Please report how many lines in the data below contain "Connected". Nothing besides the number should be written.

▬▬▬▬▬▬

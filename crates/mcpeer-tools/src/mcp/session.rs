//! Live connections to MCP servers.
//!
//! [`McpSession`] is the seam between [`super::McpClient`] and the protocol
//! SDK: the client only ever sees sessions produced by a [`Connector`]. The
//! default [`RmcpConnector`] launches stdio servers as child processes or
//! opens streamable HTTP connections using `rmcp`.

use std::sync::Arc;

use async_trait::async_trait;
use rmcp::{
    RoleClient, ServiceExt,
    model::{CallToolRequestParams, CallToolResult, RawContent, ResourceContents},
    service::{RunningService, ServerSink},
    transport::{
        ConfigureCommandExt, StreamableHttpClientTransport, TokioChildProcess,
        streamable_http_client::StreamableHttpClientTransportConfig,
    },
};
use serde_json::Value;
use tokio::sync::Mutex;

use super::config::{ServerConfig, TransportConfig};
use super::error::McpError;

/// A tool advertised by an MCP server.
#[derive(Debug, Clone, PartialEq)]
pub struct ToolDescriptor {
    pub name: String,
    pub description: Option<String>,
    /// JSON Schema of the tool arguments.
    pub input_schema: Value,
    pub output_schema: Option<Value>,
}

impl ToolDescriptor {
    pub fn new(name: impl Into<String>, description: impl Into<String>, input_schema: Value) -> Self {
        Self {
            name: name.into(),
            description: Some(description.into()),
            input_schema,
            output_schema: None,
        }
    }
}

/// One item of a tool result.
#[derive(Debug, Clone, PartialEq, Eq)]
pub enum ToolContent {
    Text(String),
    /// Base64 image data.
    Image { data: String, mime_type: String },
    /// An embedded resource; `text` is set for text resources.
    Resource { uri: String, text: Option<String> },
}

/// Result of a tool call as reported by the server.
#[derive(Debug, Clone, PartialEq, Eq, Default)]
pub struct ToolOutput {
    pub content: Vec<ToolContent>,
    pub is_error: bool,
}

impl ToolOutput {
    /// A successful single-text result.
    pub fn text(text: impl Into<String>) -> Self {
        Self {
            content: vec![ToolContent::Text(text.into())],
            is_error: false,
        }
    }

    /// A single-text result flagged as an error.
    pub fn error(text: impl Into<String>) -> Self {
        Self {
            content: vec![ToolContent::Text(text.into())],
            is_error: true,
        }
    }
}

impl From<CallToolResult> for ToolOutput {
    fn from(result: CallToolResult) -> Self {
        let content = result
            .content
            .into_iter()
            .filter_map(|item| match item.raw {
                RawContent::Text(text) => Some(ToolContent::Text(text.text)),
                RawContent::Image(image) => Some(ToolContent::Image {
                    data: image.data,
                    mime_type: image.mime_type,
                }),
                RawContent::Resource(resource) => Some(match resource.resource {
                    ResourceContents::TextResourceContents { uri, text, .. } => {
                        ToolContent::Resource {
                            uri,
                            text: Some(text),
                        }
                    }
                    ResourceContents::BlobResourceContents { uri, .. } => {
                        ToolContent::Resource { uri, text: None }
                    }
                }),
                RawContent::ResourceLink(link) => Some(ToolContent::Resource {
                    uri: link.uri,
                    text: None,
                }),
                other => {
                    log::debug!("Ignoring unsupported tool content: {other:?}");
                    None
                }
            })
            .collect();

        Self {
            content,
            is_error: result.is_error.unwrap_or(false),
        }
    }
}

/// A live connection to one MCP server.
///
/// Implementations must allow concurrent calls through a shared reference.
#[async_trait]
pub trait McpSession: Send + Sync {
    /// Configured name of the server behind this session.
    fn server_name(&self) -> &str;

    /// Tools the server currently advertises.
    async fn list_tools(&self) -> Result<Vec<ToolDescriptor>, McpError>;

    /// Invokes a tool. `arguments` must be a JSON object or `null`.
    async fn call_tool(&self, name: &str, arguments: Value) -> Result<ToolOutput, McpError>;

    /// Shuts the connection down; later calls on this session fail.
    async fn close(&self) -> Result<(), McpError>;
}

/// Creates sessions from server configurations.
#[async_trait]
pub trait Connector: Send + Sync {
    /// Launches or contacts the server and completes the MCP handshake.
    async fn connect(&self, server: &ServerConfig) -> Result<Arc<dyn McpSession>, McpError>;
}

/// Connector backed by the `rmcp` SDK.
#[derive(Debug, Clone, Copy, Default)]
pub struct RmcpConnector;

#[async_trait]
impl Connector for RmcpConnector {
    async fn connect(&self, server: &ServerConfig) -> Result<Arc<dyn McpSession>, McpError> {
        log::info!("Connecting to MCP server '{}' ({})", server.name, server.describe());
        let fail = |e: &dyn std::fmt::Display| McpError::connection(&server.name, e);

        let service = match &server.transport {
            TransportConfig::Stdio { command, args, env } => {
                let cmd = tokio::process::Command::new(command).configure(|c| {
                    c.args(args).envs(env);
                    if let Some(cwd) = &server.working_directory {
                        c.current_dir(cwd);
                    }
                });
                let transport = TokioChildProcess::new(cmd).map_err(|e| fail(&e))?;
                ().serve(transport).await.map_err(|e| fail(&e))?
            }
            TransportConfig::Http {
                url,
                headers,
                auth_token,
            } => {
                let mut config = StreamableHttpClientTransportConfig::with_uri(url.as_str());
                if let Some(token) = bearer_token(headers, auth_token.as_deref()) {
                    config = config.auth_header(token);
                }
                for name in headers.keys().filter(|k| !k.eq_ignore_ascii_case("authorization")) {
                    log::warn!(
                        "Header '{name}' for MCP server '{}' is not supported and was ignored",
                        server.name
                    );
                }
                let transport = StreamableHttpClientTransport::from_config(config);
                ().serve(transport).await.map_err(|e| fail(&e))?
            }
        };

        if let Some(info) = service.peer_info() {
            log::info!(
                "Connected to MCP server '{}' - {} {}",
                server.name,
                info.server_info.name,
                info.server_info.version
            );
        }

        Ok(Arc::new(RmcpSession {
            name: server.name.clone(),
            peer: service.peer().clone(),
            service: Mutex::new(Some(service)),
        }))
    }
}

/// The token for the `Authorization` header, from `auth_token` or an explicit
/// `Authorization: Bearer ...` header.
fn bearer_token(
    headers: &std::collections::BTreeMap<String, String>,
    auth_token: Option<&str>,
) -> Option<String> {
    auth_token.map(ToString::to_string).or_else(|| {
        headers
            .iter()
            .find(|(k, _)| k.eq_ignore_ascii_case("authorization"))
            .map(|(_, v)| v.strip_prefix("Bearer ").unwrap_or(v).to_string())
    })
}

/// Session over an `rmcp` client service.
struct RmcpSession {
    name: String,
    peer: ServerSink,
    service: Mutex<Option<RunningService<RoleClient, ()>>>,
}

#[async_trait]
impl McpSession for RmcpSession {
    fn server_name(&self) -> &str {
        &self.name
    }

    async fn list_tools(&self) -> Result<Vec<ToolDescriptor>, McpError> {
        let tools = self
            .peer
            .list_all_tools()
            .await
            .map_err(|e| McpError::connection(&self.name, e))?;

        log::info!("Server '{}' provides {} tools", self.name, tools.len());

        Ok(tools
            .into_iter()
            .map(|tool| {
                log::debug!("  - Tool: {}", tool.name);
                ToolDescriptor {
                    name: tool.name.into_owned(),
                    description: tool.description.map(std::borrow::Cow::into_owned),
                    input_schema: Value::Object((*tool.input_schema).clone()),
                    output_schema: tool.output_schema.map(|s| Value::Object((*s).clone())),
                }
            })
            .collect())
    }

    async fn call_tool(&self, name: &str, arguments: Value) -> Result<ToolOutput, McpError> {
        log::debug!("Calling tool '{name}' on server '{}'", self.name);

        let arguments = match arguments {
            Value::Object(map) => Some(map),
            Value::Null => None,
            other => {
                return Err(McpError::tool(
                    name,
                    format!("arguments must be a JSON object, got {other}"),
                ));
            }
        };

        let request = CallToolRequestParams {
            meta: None,
            name: name.to_owned().into(),
            arguments,
            task: None,
        };

        let result = self
            .peer
            .call_tool(request)
            .await
            .map_err(|e| McpError::tool(name, e))?;
        Ok(result.into())
    }

    async fn close(&self) -> Result<(), McpError> {
        let Some(service) = self.service.lock().await.take() else {
            return Ok(());
        };
        log::info!("Closing MCP server '{}'", self.name);
        service
            .cancel()
            .await
            .map(|_| ())
            .map_err(|e| McpError::connection(&self.name, e))
    }
}

#[cfg(test)]
mod tests {
    #![allow(clippy::unwrap_used)]
    #![allow(clippy::expect_used)]

    use std::collections::BTreeMap;

    use super::*;
    use rmcp::model::Content;

    #[test]
    fn test_call_result_conversion() {
        let result = CallToolResult::success(vec![
            Content::text("first"),
            Content::image("aGVsbG8=", "image/png"),
        ]);

        let output = ToolOutput::from(result);
        assert!(!output.is_error);
        assert_eq!(
            output.content,
            vec![
                ToolContent::Text("first".into()),
                ToolContent::Image {
                    data: "aGVsbG8=".into(),
                    mime_type: "image/png".into()
                },
            ]
        );
    }

    #[test]
    fn test_error_flag_is_carried() {
        let result = CallToolResult::error(vec![Content::text("boom")]);
        let output = ToolOutput::from(result);
        assert!(output.is_error);
        assert_eq!(output, ToolOutput::error("boom"));
    }

    #[test]
    fn test_bearer_token() {
        let mut headers = BTreeMap::new();
        assert_eq!(bearer_token(&headers, None), None);
        assert_eq!(bearer_token(&headers, Some("abc")).as_deref(), Some("abc"));

        headers.insert("Authorization".to_string(), "Bearer xyz".to_string());
        assert_eq!(bearer_token(&headers, None).as_deref(), Some("xyz"));
        assert_eq!(bearer_token(&headers, Some("abc")).as_deref(), Some("abc"));
    }

    #[tokio::test]
    async fn test_missing_command_is_a_connection_error() {
        let server = ServerConfig::stdio("ghost", "/definitely/not/a/real/mcp-binary", ["--x"]);
        let err = RmcpConnector.connect(&server).await.err().unwrap();
        assert!(err.is_connection());
        assert!(err.to_string().contains("ghost"));
    }
}
//! Server manager mode.
//!
//! Instead of every tool of every server, the model sees the tools of one
//! active server plus three management tools to inspect and switch servers.
//! The active server follows the model: after each step it becomes the
//! server whose tools were just used.

use std::collections::HashSet;

use serde_json::json;

use mcpeer_common::tools::{Tool, ToolCall};
use mcpeer_tools::ToolExecutor;

use crate::catalog::{Scope, ToolCatalog};
use crate::options::ServerManagerFallback;

pub const LIST_SERVERS: &str = "list_mcp_servers";
pub const CONNECT_SERVER: &str = "connect_to_mcp_server";
pub const ACTIVE_SERVER: &str = "get_active_mcp_server";

/// Names of the management tools.
pub const TOOL_NAMES: [&str; 3] = [LIST_SERVERS, CONNECT_SERVER, ACTIVE_SERVER];

pub(crate) struct ServerManager {
    active: Option<String>,
    fallback: ServerManagerFallback,
}

impl ServerManager {
    pub const fn new(fallback: ServerManagerFallback) -> Self {
        Self {
            active: None,
            fallback,
        }
    }

    pub fn is_manager_tool(name: &str) -> bool {
        TOOL_NAMES.contains(&name)
    }

    /// Management tools offered to the model, minus `disallowed`.
    pub fn definitions(disallowed: &HashSet<String>) -> Vec<Tool> {
        let all = vec![
            Tool::function(
                LIST_SERVERS,
                "List the available MCP servers and how many tools each provides.",
                json!({"type": "object", "properties": {}}),
            ),
            Tool::function(
                CONNECT_SERVER,
                "Switch to an MCP server, making its tools available.",
                json!({
                    "type": "object",
                    "properties": {
                        "server_name": {
                            "type": "string",
                            "description": "Name of the server to use"
                        }
                    },
                    "required": ["server_name"]
                }),
            ),
            Tool::function(
                ACTIVE_SERVER,
                "Report which MCP server is currently active.",
                json!({"type": "object", "properties": {}}),
            ),
        ];
        all.into_iter()
            .filter(|t| !disallowed.contains(&t.function.name))
            .collect()
    }

    pub fn active(&self) -> Option<&str> {
        self.active.as_deref()
    }

    pub fn scope(&self) -> Scope {
        match (&self.active, self.fallback) {
            (Some(server), _) => Scope::Server(server.clone()),
            (None, ServerManagerFallback::AllTools) => Scope::All,
            (None, ServerManagerFallback::KeepActive) => Scope::Nothing,
        }
    }

    /// Runs a management tool and returns its observation.
    pub fn handle(&mut self, call: &ToolCall, catalog: &ToolCatalog) -> String {
        match call.function.name.as_str() {
            LIST_SERVERS => catalog
                .servers()
                .iter()
                .map(|server| {
                    let marker = if self.active() == Some(server.as_str()) { " (active)" } else { "" };
                    format!("- {server}: {} tools{marker}", catalog.tool_count(server))
                })
                .collect::<Vec<_>>()
                .join("\n"),
            CONNECT_SERVER => {
                let args = ToolExecutor::parse_arguments(&call.function);
                let Some(server) = args.get("server_name").and_then(|v| v.as_str()) else {
                    return "Missing required argument 'server_name'".to_string();
                };
                if catalog.servers().iter().any(|s| s == server) {
                    log::info!("Server manager switched to '{server}'");
                    self.active = Some(server.to_string());
                    let tools: Vec<&str> = catalog
                        .visible(&Scope::Server(server.to_string()), None)
                        .into_iter()
                        .map(|e| e.name())
                        .collect();
                    format!(
                        "Connected to MCP server '{server}'. Available tools: {}",
                        tools.join(", ")
                    )
                } else {
                    format!(
                        "MCP server '{server}' is not available. Available servers: {}",
                        catalog.servers().join(", ")
                    )
                }
            }
            _ => self.active().map_or_else(
                || "No MCP server is active".to_string(),
                |server| format!("Active MCP server: {server}"),
            ),
        }
    }

    /// Updates the active server from the servers whose tools ran in a step.
    pub fn observe_step(&mut self, servers_used: &[String]) {
        let mut distinct: Vec<&String> = Vec::new();
        for server in servers_used {
            if !distinct.contains(&server) {
                distinct.push(server);
            }
        }

        match distinct.as_slice() {
            [] => {}
            [only] => self.active = Some((*only).clone()),
            _ => {
                log::debug!("Step used tools from {} servers", distinct.len());
                if self.fallback == ServerManagerFallback::AllTools {
                    self.active = None;
                }
            }
        }
    }
}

▬▬▬▬▬▬

ANSWER SPACE – 2